Removes all patterns that contain an element which is not contained in the dictionary. This does not remove patterns which contain the special element “__unknown__” which might has been introduced during the preparation of the data due to filtering the dicitionary.

--skip_unknown

Removes all patterns that contain the element “__unknown__”.

Afterwards the lists of patterns and base patterns can be converted to pattern sets for further processing.

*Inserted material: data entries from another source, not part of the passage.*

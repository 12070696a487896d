#[derive(Debug, Clone, Copy, PartialEq, Eq)]
pub enum EncodedGeometryType {
    PointCloud = 0,
    TriangularMesh = 1,
}

/// Tag identifying a concrete encoding strategy. Selection produces one of
/// these; a factory maps it to exactly one encoder instance.
#[derive(Debug, Clone, Copy, PartialEq, Eq, Hash)]
pub enum EncodingMethod {
    PointCloudSequential,
    PointCloudSpatial,
    MeshSequential,
    MeshConnectivity,
}

impl EncodingMethod {
    pub fn geometry_type(self) -> EncodedGeometryType {
        match self {
            EncodingMethod::PointCloudSequential | EncodingMethod::PointCloudSpatial => {
                EncodedGeometryType::PointCloud
            }
            EncodingMethod::MeshSequential | EncodingMethod::MeshConnectivity => {
                EncodedGeometryType::TriangularMesh
            }
        }
    }

    /// On-wire method id within the geometry type: 0 for the sequential
    /// fallback, 1 for the specialized strategy.
    pub fn method_id(self) -> u8 {
        match self {
            EncodingMethod::PointCloudSequential | EncodingMethod::MeshSequential => 0,
            EncodingMethod::PointCloudSpatial | EncodingMethod::MeshConnectivity => 1,
        }
    }
}
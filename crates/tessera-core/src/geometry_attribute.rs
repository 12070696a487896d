use byteorder::{ByteOrder, LittleEndian};

use crate::data_buffer::DataBuffer;
use crate::data_types::DataType;

/// Semantic role of a per-point data stream.
#[derive(Debug, Clone, Copy, PartialEq, Eq, Hash)]
pub enum AttributeType {
    Invalid = -1,
    Position = 0,
    Normal,
    Color,
    TexCoord,
    Generic,
}

/// A named per-point data stream with a component count and scalar type.
/// Values are stored as raw little-endian bytes, one entry per point.
#[derive(Debug, Clone)]
pub struct PointAttribute {
    attribute_type: AttributeType,
    data_type: DataType,
    num_components: u8,
    normalized: bool,
    num_entries: usize,
    unique_id: u32,
    buffer: DataBuffer,
}

impl PointAttribute {
    pub fn new(
        attribute_type: AttributeType,
        num_components: u8,
        data_type: DataType,
        normalized: bool,
        num_entries: usize,
    ) -> Self {
        let byte_stride = num_components as usize * data_type.byte_length();
        let mut buffer = DataBuffer::new();
        buffer.resize(num_entries * byte_stride);
        Self {
            attribute_type,
            data_type,
            num_components,
            normalized,
            num_entries,
            unique_id: 0,
            buffer,
        }
    }

    pub fn attribute_type(&self) -> AttributeType {
        self.attribute_type
    }

    pub fn data_type(&self) -> DataType {
        self.data_type
    }

    pub fn num_components(&self) -> u8 {
        self.num_components
    }

    pub fn normalized(&self) -> bool {
        self.normalized
    }

    /// Number of value entries (one per point).
    pub fn size(&self) -> usize {
        self.num_entries
    }

    pub fn unique_id(&self) -> u32 {
        self.unique_id
    }

    pub fn set_unique_id(&mut self, id: u32) {
        self.unique_id = id;
    }

    pub fn byte_stride(&self) -> usize {
        self.num_components as usize * self.data_type.byte_length()
    }

    pub fn buffer(&self) -> &DataBuffer {
        &self.buffer
    }

    pub fn buffer_mut(&mut self) -> &mut DataBuffer {
        &mut self.buffer
    }

    /// Raw bytes of one value entry.
    pub fn entry_bytes(&self, entry: usize) -> &[u8] {
        let stride = self.byte_stride();
        let offset = entry * stride;
        &self.buffer.data()[offset..offset + stride]
    }

    pub fn component_f32(&self, entry: usize, component: usize) -> f32 {
        debug_assert_eq!(self.data_type, DataType::Float32);
        let offset = entry * self.byte_stride() + component * 4;
        LittleEndian::read_f32(&self.buffer.data()[offset..offset + 4])
    }

    pub fn component_u32(&self, entry: usize, component: usize) -> u32 {
        debug_assert_eq!(self.data_type, DataType::Uint32);
        let offset = entry * self.byte_stride() + component * 4;
        LittleEndian::read_u32(&self.buffer.data()[offset..offset + 4])
    }
}

#[cfg(test)]
mod tests {
    use super::*;

    #[test]
    fn stride_and_size() {
        let att = PointAttribute::new(AttributeType::Position, 3, DataType::Float32, false, 10);
        assert_eq!(att.byte_stride(), 12);
        assert_eq!(att.size(), 10);
        assert_eq!(att.buffer().len(), 120);
    }

    #[test]
    fn component_readback() {
        let mut att = PointAttribute::new(AttributeType::Position, 3, DataType::Float32, false, 2);
        att.buffer_mut().write(12, &1.5f32.to_le_bytes());
        att.buffer_mut().write(20, &(-2.0f32).to_le_bytes());
        assert_eq!(att.component_f32(1, 0), 1.5);
        assert_eq!(att.component_f32(1, 2), -2.0);
    }
}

For this the lists needs to be sorted. This can be done, e.g., with the following commands. LC_ALL=c is added in order to assure that punctation symbols are not ignored:

LC_ALL=c sort example_data/example_data_patterns.tsv > example_data/example_data_patterns_sorted.tsv
LC_ALL=c sort example_data/example_data_base_patterns.tsv > example_data/example_data_base_patterns_sorted.tsv

The sorted lists are converted using the following command:

cxnminer utils convert-pattern-list infile outfile
cxnminer utils convert-pattern-list example_data/example_data_base_patterns_sorted.tsv example_data/example_data_base_pattern_set.jsonl
cxnminer utils convert-pattern-list example_data/example_data_patterns_sorted.tsv example_data/example_data_pattern_set.jsonl

Options

infile

The name of the file that contains the list of patterns or base patterns. If the filename ends with “.gz” it is assumed to be a compressed file, otherwise it is assumed to be plain conllu.

outfile

The name of the file that is created by the script (if it exists, it will be overwritten). It will contain the a (base) pattern in each line. The patterns are represented using json (see JSON lines). If the filename ends with “.gz” the file will be compressed.

--remove_hapax

This removes patterns that only appear with one base pattern. Please note, that this is a different criterion than filtering using the frequency, since the frequency is based on sentences and not base patterns.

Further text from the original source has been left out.